The purpose of the solution is to determine whether a user has a significant hearing loss and, if they do, generate a qualified appointment in your locations. As our solution is designed to do this effectively in many settings, we need to account for background noise. (See also different uses under “How would you use it?”) So how can we account for background noise to accurately identify people who have aidable losses?
Background noise invariably affects results of a hearing check in non-clinical environments. For example, even a sound booth and occluding headphones will not fully negate the effects of background noise on a busy floor of a Seniors Expo.
We are proud to say that our Touchscreen Hearing Check has been calibrated to provide accurate results in a variety of testing environments – from sound booths to noisy trade expos, and everything in between. Our noise correction algorithms are based on thousands of hours of user testing.
Select background noise setting
Within the hidden Administration Area of the application you can select the type of environment (i.e. Background Noise Level) that the hearing checks will be conducted in. We load your iPads with “sound level meter” software so that this can be accurately selected. If this is not preselected, then the user will then see an additional “Select Background Noise Level” screen.
When determining how much noise correction to apply to users results, we also account for the occlusion factor of the selected headphones (see below). That is, how well do they keep sounds out at each of the testing frequencies within 5 different environment types. (See Intellectual Property)
We do not want to fill the calendars of your Hearing Care Professionals with people with normal hearing or mild losses. So we then need to apply an algorithm to look at the users Noise Corrected Thresholds and determine whether to recommend further action. We are looking to answer: “Does the user have an aidable loss in either ear?”
Our Significant Hearing Loss Algorithm includes considerations for the following:
- Headphones: The output level of tones is determined by calibration tables for headphones.
- Weighted Average Hearing Loss (WAHL): Calculate a weighted average hearing loss for each ear, placing greater emphasis on higher frequencies. 2000Hz and 4000Hz are more indicative of common high-frequency hearing loss and are also the least affected by background noise.

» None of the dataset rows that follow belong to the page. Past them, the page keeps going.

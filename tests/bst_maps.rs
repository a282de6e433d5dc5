const NUM_OF_OPERATIONS: usize = 20_000;
const KEY_SPACE: u32 = 2_000;

macro_rules! bst_map_tests {
    ($($module_name:ident: $type_name:ident$(,)*)*) => {
        $(
            mod $module_name {
                use bst_maps::$module_name::$type_name;
                use bst_maps::{Error, OrderedMap};
                use rand::Rng;
                use std::collections::BTreeMap;
                use super::{KEY_SPACE, NUM_OF_OPERATIONS};

                #[test]
                fn int_test_map() {
                    let mut rng: rand::XorShiftRng = rand::SeedableRng::from_seed([1, 1, 1, 1]);
                    let mut map = $type_name::new();
                    let mut expected = BTreeMap::new();

                    for _ in 0..NUM_OF_OPERATIONS {
                        let key = rng.gen_range(0, KEY_SPACE);
                        let val = rng.next_u32();

                        match rng.gen_range(0, 4) {
                            0 | 1 => {
                                assert_eq!(
                                    map.insert(key, val).map(|pair| pair.1),
                                    expected.insert(key, val),
                                );
                            },
                            2 => {
                                assert_eq!(
                                    map.remove(&key),
                                    expected.remove(&key).map(|val| (key, val)),
                                );
                            },
                            _ => {
                                let old_value = expected.get(&key).cloned();
                                match map.set(&key, val) {
                                    Ok(value) => {
                                        assert_eq!(Some(value), old_value);
                                        expected.insert(key, val);
                                    },
                                    Err(Error::KeyNotFound) => assert_eq!(old_value, None),
                                    Err(err) => panic!("unexpected error: {}", err),
                                }
                            },
                        }

                        assert_eq!(map.len(), expected.len());
                    }

                    assert!(map.is_bst());
                    assert_eq!(map.min(), expected.keys().next());
                    assert_eq!(map.max(), expected.keys().next_back());
                    assert_eq!(
                        map.iter().collect::<Vec<(&u32, &u32)>>(),
                        expected.iter().collect::<Vec<(&u32, &u32)>>(),
                    );

                    for key in 0..KEY_SPACE {
                        assert_eq!(map.get(&key), expected.get(&key));
                        assert_eq!(map.contains_key(&key), expected.contains_key(&key));
                    }
                }

                #[test]
                fn int_test_drain() {
                    let mut rng: rand::XorShiftRng = rand::SeedableRng::from_seed([2, 2, 2, 2]);
                    let mut map = $type_name::new();
                    let mut expected = Vec::new();

                    for _ in 0..NUM_OF_OPERATIONS {
                        let key = rng.next_u32();
                        if map.insert(key, key).is_none() {
                            expected.push(key);
                        }
                    }
                    expected.sort();

                    let mut front = 0;
                    let mut back = expected.len();
                    while front < back {
                        if rng.gen::<bool>() {
                            assert_eq!(map.remove_min(), Some((expected[front], expected[front])));
                            front += 1;
                        } else {
                            back -= 1;
                            assert_eq!(map.remove_max(), Some((expected[back], expected[back])));
                        }
                        assert_eq!(map.len(), back - front);
                    }
                    assert!(map.is_empty());
                }

                #[test]
                fn int_test_ordered_map() {
                    fn count<M: OrderedMap<u32, u32>>(map: &mut M, keys: &[u32]) {
                        for key in keys {
                            if map.contains_key(key) {
                                let count = *map.get(key).unwrap();
                                map.set(key, count + 1).unwrap();
                            } else {
                                map.insert(*key, 1);
                            }
                        }
                    }

                    let mut map = $type_name::new();
                    count(&mut map, &[5, 3, 5, 8, 3, 5]);
                    assert_eq!(OrderedMap::len(&map), 3);
                    assert_eq!(
                        map.into_iter().collect::<Vec<(u32, u32)>>(),
                        vec![(3, 2), (5, 3), (8, 1)],
                    );
                }
            }
        )*
    }
}

bst_map_tests!(bst: BstMap, avl_tree: AvlMap);

mod avl_tree_balance {
    use bst_maps::avl_tree::AvlMap;
    use bst_maps::bst::BstMap;
    use rand::Rng;

    #[test]
    fn int_test_balanced_after_every_operation() {
        let mut rng: rand::XorShiftRng = rand::SeedableRng::from_seed([3, 3, 3, 3]);
        let mut map = AvlMap::new();

        for _ in 0..5_000 {
            let key = rng.gen_range(0, 500u32);
            if rng.gen::<bool>() {
                map.insert(key, key);
            } else {
                map.remove(&key);
            }
            assert!(map.is_balanced());
            assert!(map.is_bst());
        }
    }

    #[test]
    fn int_test_sorted_insert_height() {
        let mut avl = AvlMap::new();
        let mut bst = BstMap::new();
        for key in 0..1_000 {
            avl.insert(key, key);
            bst.insert(key, key);
        }

        assert_eq!(bst.height(), 1_000);
        // an avl tree with n nodes has height below 1.44 * log2(n + 2)
        assert!(avl.height() <= 14);
        assert!(avl.is_balanced());
    }
}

- Hearing Loss Description: Based on the WAHL, the hearing loss in each ear is classified as indicative of:
- Normal Hearing
- Some hearing loss
- Significant hearing loss
- No Hearing
While these are not textbook descriptions of different types of hearing loss (e.g. Moderately-Severe), they are far more digestible to and understood by users. Especially given that an audiologist will rarely be there to explain more textbook descriptions.

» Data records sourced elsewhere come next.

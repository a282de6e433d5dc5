use bst_maps::avl_tree::AvlMap;
use bst_maps::bst::BstMap;
use bst_maps::words::{self, Report};
use bst_maps::Error;
use std::io::Write;
use std::{env, fs, process};

const TEXT: &str = "It was the best of times, it was the worst of times, it was the age of \
                    wisdom, it was the age of foolishness... A tale of two cities, told to you.";

#[test]
fn int_test_both_maps_agree() {
    let words = words::tokenize(TEXT);

    let mut bst: BstMap<String, usize> = BstMap::new();
    let mut avl: AvlMap<String, usize> = AvlMap::new();
    words::word_frequencies(&words, &mut bst).unwrap();
    words::word_frequencies(&words, &mut avl).unwrap();

    assert_eq!(bst.len(), avl.len());
    assert_eq!(
        bst.iter().collect::<Vec<(&String, &usize)>>(),
        avl.iter().collect::<Vec<(&String, &usize)>>(),
    );
    assert_eq!(avl.get("it"), Some(&4));
    assert_eq!(avl.get("of"), Some(&5));
    assert_eq!(bst.iter().map(|(_, count)| count).sum::<usize>(), words.len());

    let bst_report = Report::new(&words, &bst).with_is_bst(bst.is_bst());
    let avl_report = Report::new(&words, &avl)
        .with_is_bst(avl.is_bst())
        .with_is_balanced(avl.is_balanced());

    assert_eq!(bst_report.total_words, avl_report.total_words);
    assert_eq!(bst_report.distinct_words, avl_report.distinct_words);
    assert_eq!(avl_report.frequencies, bst_report.frequencies);
    assert_eq!(
        avl_report.frequencies,
        vec![("tale".to_string(), Some(1)), ("you".to_string(), Some(1))],
    );
    assert_eq!(avl_report.is_bst, Some(true));
    assert_eq!(avl_report.is_balanced, Some(true));
    assert_eq!(bst_report.is_balanced, None);
}

#[test]
fn int_test_read_words() {
    let path = env::temp_dir().join(format!("bst-maps-words-{}.txt", process::id()));
    {
        let mut file = fs::File::create(&path).unwrap();
        file.write_all(TEXT.as_bytes()).unwrap();
    }

    let words = words::read_words(&path).unwrap();
    fs::remove_file(&path).unwrap();

    assert_eq!(words, words::tokenize(TEXT));
    assert_eq!(words[0], "it");
}

#[test]
fn int_test_read_words_missing_file() {
    let path = env::temp_dir().join("bst-maps-words-does-not-exist.txt");
    match words::read_words(&path) {
        Err(Error::Io(_)) => {},
        other => panic!("expected io error, got {:?}", other),
    }
}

- Recommend Action: If a user has a significant hearing loss in either ear, they will be recommended to make an appointment.
(See Intellectual Property)
We have calibrated the solution, using an iPad and a choice of two different types of headphones, to the accuracy of an audiometer in a range of environments. Interestingly, while we have the capability to recalibrate the solution, it has never been required. The two sets of headphones that we use are:
- Audiometric: TDH49 with X5A occluding cups, configured for single 3.5mm stereo jack.